### What you will do
Could you retype the listing beneath, keeping each line exactly as it is?

### Source information
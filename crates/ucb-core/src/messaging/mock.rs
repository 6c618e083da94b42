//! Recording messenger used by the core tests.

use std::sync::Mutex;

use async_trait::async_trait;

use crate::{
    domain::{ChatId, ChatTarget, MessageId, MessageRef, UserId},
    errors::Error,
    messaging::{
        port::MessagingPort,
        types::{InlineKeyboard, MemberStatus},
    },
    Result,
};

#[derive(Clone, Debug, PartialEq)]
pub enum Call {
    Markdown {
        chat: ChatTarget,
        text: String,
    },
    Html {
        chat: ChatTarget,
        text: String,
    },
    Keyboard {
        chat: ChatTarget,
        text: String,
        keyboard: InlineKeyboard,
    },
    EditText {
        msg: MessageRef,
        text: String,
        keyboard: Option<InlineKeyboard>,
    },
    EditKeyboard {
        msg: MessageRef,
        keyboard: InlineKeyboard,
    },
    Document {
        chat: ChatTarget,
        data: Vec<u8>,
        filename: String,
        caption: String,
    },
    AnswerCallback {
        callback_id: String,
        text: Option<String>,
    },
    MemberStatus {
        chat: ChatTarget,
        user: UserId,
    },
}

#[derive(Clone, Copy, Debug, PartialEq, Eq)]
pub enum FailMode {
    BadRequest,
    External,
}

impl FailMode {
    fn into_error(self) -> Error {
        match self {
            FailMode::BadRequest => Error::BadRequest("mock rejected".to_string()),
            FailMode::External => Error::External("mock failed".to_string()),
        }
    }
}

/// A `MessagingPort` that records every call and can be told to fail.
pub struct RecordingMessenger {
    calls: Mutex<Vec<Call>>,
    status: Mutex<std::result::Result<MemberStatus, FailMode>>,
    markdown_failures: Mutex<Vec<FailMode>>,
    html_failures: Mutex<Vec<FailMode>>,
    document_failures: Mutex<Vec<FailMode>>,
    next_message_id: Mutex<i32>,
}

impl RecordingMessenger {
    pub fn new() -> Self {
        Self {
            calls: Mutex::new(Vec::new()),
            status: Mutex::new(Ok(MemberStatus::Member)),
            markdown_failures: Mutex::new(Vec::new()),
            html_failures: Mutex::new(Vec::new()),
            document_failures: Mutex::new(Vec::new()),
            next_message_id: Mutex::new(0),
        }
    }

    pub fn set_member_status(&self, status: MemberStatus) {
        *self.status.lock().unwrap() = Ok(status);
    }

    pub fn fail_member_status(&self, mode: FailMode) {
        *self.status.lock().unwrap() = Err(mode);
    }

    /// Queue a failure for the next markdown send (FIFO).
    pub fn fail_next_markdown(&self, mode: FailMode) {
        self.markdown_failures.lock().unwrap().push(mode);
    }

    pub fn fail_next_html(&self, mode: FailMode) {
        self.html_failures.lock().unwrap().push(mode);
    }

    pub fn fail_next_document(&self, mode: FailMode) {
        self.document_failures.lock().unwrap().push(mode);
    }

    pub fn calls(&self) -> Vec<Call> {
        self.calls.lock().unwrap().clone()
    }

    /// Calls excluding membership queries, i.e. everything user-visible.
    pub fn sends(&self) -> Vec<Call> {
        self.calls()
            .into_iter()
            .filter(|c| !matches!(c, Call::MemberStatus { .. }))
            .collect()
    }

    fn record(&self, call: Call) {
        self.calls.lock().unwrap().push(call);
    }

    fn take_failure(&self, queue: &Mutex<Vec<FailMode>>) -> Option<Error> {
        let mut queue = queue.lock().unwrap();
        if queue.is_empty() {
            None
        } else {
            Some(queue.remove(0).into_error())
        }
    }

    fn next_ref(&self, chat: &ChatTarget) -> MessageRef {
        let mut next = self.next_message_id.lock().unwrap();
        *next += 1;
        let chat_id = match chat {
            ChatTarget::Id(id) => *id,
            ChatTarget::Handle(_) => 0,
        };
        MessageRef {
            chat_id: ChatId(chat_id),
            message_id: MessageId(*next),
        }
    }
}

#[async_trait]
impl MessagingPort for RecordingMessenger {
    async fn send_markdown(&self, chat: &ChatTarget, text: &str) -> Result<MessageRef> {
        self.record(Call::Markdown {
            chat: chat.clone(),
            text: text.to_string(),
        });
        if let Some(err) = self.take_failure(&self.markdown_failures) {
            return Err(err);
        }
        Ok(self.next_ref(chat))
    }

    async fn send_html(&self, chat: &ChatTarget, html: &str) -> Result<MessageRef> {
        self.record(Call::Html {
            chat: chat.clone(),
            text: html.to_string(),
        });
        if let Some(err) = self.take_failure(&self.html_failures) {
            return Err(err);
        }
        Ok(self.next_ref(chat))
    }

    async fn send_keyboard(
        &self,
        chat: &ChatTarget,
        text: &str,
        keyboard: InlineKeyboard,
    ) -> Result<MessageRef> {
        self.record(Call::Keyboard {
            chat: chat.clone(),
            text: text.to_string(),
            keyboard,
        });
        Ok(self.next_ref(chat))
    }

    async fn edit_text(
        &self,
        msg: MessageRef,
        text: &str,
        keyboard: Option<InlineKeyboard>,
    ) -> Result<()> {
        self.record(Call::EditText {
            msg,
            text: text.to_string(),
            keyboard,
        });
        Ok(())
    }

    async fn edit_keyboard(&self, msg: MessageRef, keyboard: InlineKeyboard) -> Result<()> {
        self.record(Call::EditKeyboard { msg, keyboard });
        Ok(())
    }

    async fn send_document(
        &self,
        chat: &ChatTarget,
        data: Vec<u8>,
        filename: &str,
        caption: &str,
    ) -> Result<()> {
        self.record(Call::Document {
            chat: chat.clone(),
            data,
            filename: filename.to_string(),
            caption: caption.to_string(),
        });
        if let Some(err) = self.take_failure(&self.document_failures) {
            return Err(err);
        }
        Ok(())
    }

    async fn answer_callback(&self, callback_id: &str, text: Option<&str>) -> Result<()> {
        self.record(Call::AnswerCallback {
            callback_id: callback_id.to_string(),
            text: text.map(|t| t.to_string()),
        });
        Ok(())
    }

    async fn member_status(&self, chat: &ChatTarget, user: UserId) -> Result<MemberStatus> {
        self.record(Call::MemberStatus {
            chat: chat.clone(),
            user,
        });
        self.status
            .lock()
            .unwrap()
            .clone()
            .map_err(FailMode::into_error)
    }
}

### Exercise result
filename crates/ucb-core/src/messaging/mock.rs
repository 6c618e083da94b42
//! Recording messenger used by the core tests.

use std::sync::Mutex;

use async_trait::async_trait;

use crate::{
    domain::{ChatId, ChatTarget, MessageId, MessageRef, UserId},
    errors::Error,
    messaging::{
        port::MessagingPort,
        types::{InlineKeyboard, MemberStatus},
    },
    Result,
};

#[derive(Clone, Debug, PartialEq)]
pub enum Call {
    Markdown {
        chat: ChatTarget,
        text: String,
    },
    Html {
        chat: ChatTarget,
        text: String,
    },
    Keyboard {
        chat: ChatTarget,
        text: String,
        keyboard: InlineKeyboard,
    },
    EditText {
        msg: MessageRef,
        text: String,
        keyboard: Option<InlineKeyboard>,
    },
    EditKeyboard {
        msg: MessageRef,
        keyboard: InlineKeyboard,
    },
    Document {
        chat: ChatTarget,
        data: Vec<u8>,
        filename: String,
        caption: String,
    },
    AnswerCallback {
        callback_id: String,
        text: Option<String>,
    },
    MemberStatus {
        chat: ChatTarget,
        user: UserId,
    },
}

#[derive(Clone, Copy, Debug, PartialEq, Eq)]
pub enum FailMode {
    BadRequest,
    External,
}

impl FailMode {
    fn into_error(self) -> Error {
        match self {
            FailMode::BadRequest => Error::BadRequest("mock rejected".to_string()),
            FailMode::External => Error::External("mock failed".to_string()),
        }
    }
}

/// A `MessagingPort` that records every call and can be told to fail.
pub struct RecordingMessenger {
    calls: Mutex<Vec<Call>>,
    status: Mutex<std::result::Result<MemberStatus, FailMode>>,
    markdown_failures: Mutex<Vec<FailMode>>,
    html_failures: Mutex<Vec<FailMode>>,
    document_failures: Mutex<Vec<FailMode>>,
    next_message_id: Mutex<i32>,
}

impl RecordingMessenger {
    pub fn new() -> Self {
        Self {
            calls: Mutex::new(Vec::new()),
            status: Mutex::new(Ok(MemberStatus::Member)),
            markdown_failures: Mutex::new(Vec::new()),
            html_failures: Mutex::new(Vec::new()),
            document_failures: Mutex::new(Vec::new()),
            next_message_id: Mutex::new(0),
        }
    }

    pub fn set_member_status(&self, status: MemberStatus) {
        *self.status.lock().unwrap() = Ok(status);
    }

    pub fn fail_member_status(&self, mode: FailMode) {
        *self.status.lock().unwrap() = Err(mode);
    }

    /// Queue a failure for the next markdown send (FIFO).
    pub fn fail_next_markdown(&self, mode: FailMode) {
        self.markdown_failures.lock().unwrap().push(mode);
    }

    pub fn fail_next_html(&self, mode: FailMode) {
        self.html_failures.lock().unwrap().push(mode);
    }

    pub fn fail_next_document(&self, mode: FailMode) {
        self.document_failures.lock().unwrap().push(mode);
    }

    pub fn calls(&self) -> Vec<Call> {
        self.calls.lock().unwrap().clone()
    }

    /// Calls excluding membership queries, i.e. everything user-visible.
    pub fn sends(&self) -> Vec<Call> {
        self.calls()
            .into_iter()
            .filter(|c| !matches!(c, Call::MemberStatus { .. }))
            .collect()
    }

    fn record(&self, call: Call) {
        self.calls.lock().unwrap().push(call);
    }

    fn take_failure(&self, queue: &Mutex<Vec<FailMode>>) -> Option<Error> {
        let mut queue = queue.lock().unwrap();
        if queue.is_empty() {
            None
        } else {
            Some(queue.remove(0).into_error())
        }
    }

    fn next_ref(&self, chat: &ChatTarget) -> MessageRef {
        let mut next = self.next_message_id.lock().unwrap();
        *next += 1;
        let chat_id = match chat {
            ChatTarget::Id(id) => *id,
            ChatTarget::Handle(_) => 0,
        };
        MessageRef {
            chat_id: ChatId(chat_id),
            message_id: MessageId(*next),
        }
    }
}

#[async_trait]
impl MessagingPort for RecordingMessenger {
    async fn send_markdown(&self, chat: &ChatTarget, text: &str) -> Result<MessageRef> {
        self.record(Call::Markdown {
            chat: chat.clone(),
            text: text.to_string(),
        });
        if let Some(err) = self.take_failure(&self.markdown_failures) {
            return Err(err);
        }
        Ok(self.next_ref(chat))
    }

    async fn send_html(&self, chat: &ChatTarget, html: &str) -> Result<MessageRef> {
        self.record(Call::Html {
            chat: chat.clone(),
            text: html.to_string(),
        });
        if let Some(err) = self.take_failure(&self.html_failures) {
            return Err(err);
        }
        Ok(self.next_ref(chat))
    }

    async fn send_keyboard(
        &self,
        chat: &ChatTarget,
        text: &str,
        keyboard: InlineKeyboard,
    ) -> Result<MessageRef> {
        self.record(Call::Keyboard {
            chat: chat.clone(),
            text: text.to_string(),
            keyboard,
        });
        Ok(self.next_ref(chat))
    }

    async fn edit_text(
        &self,
        msg: MessageRef,
        text: &str,
        keyboard: Option<InlineKeyboard>,
    ) -> Result<()> {
        self.record(Call::EditText {
            msg,
            text: text.to_string(),
            keyboard,
        });
        Ok(())
    }

    async fn edit_keyboard(&self, msg: MessageRef, keyboard: InlineKeyboard) -> Result<()> {
        self.record(Call::EditKeyboard { msg, keyboard });
        Ok(())
    }

    async fn send_document(
        &self,
        chat: &ChatTarget,
        data: Vec<u8>,
        filename: &str,
        caption: &str,
    ) -> Result<()> {
        self.record(Call::Document {
            chat: chat.clone(),
            data,
            filename: filename.to_string(),
            caption: caption.to_string(),
        });
        if let Some(err) = self.take_failure(&self.document_failures) {
            return Err(err);
        }
        Ok(())
    }

    async fn answer_callback(&self, callback_id: &str, text: Option<&str>) -> Result<()> {
        self.record(Call::AnswerCallback {
            callback_id: callback_id.to_string(),
            text: text.map(|t| t.to_string()),
        });
        Ok(())
    }

    async fn member_status(&self, chat: &ChatTarget, user: UserId) -> Result<MemberStatus> {
        self.record(Call::MemberStatus {
            chat: chat.clone(),
            user,
        });
        self.status
            .lock()
            .unwrap()
            .clone()
            .map_err(FailMode::into_error)
    }
}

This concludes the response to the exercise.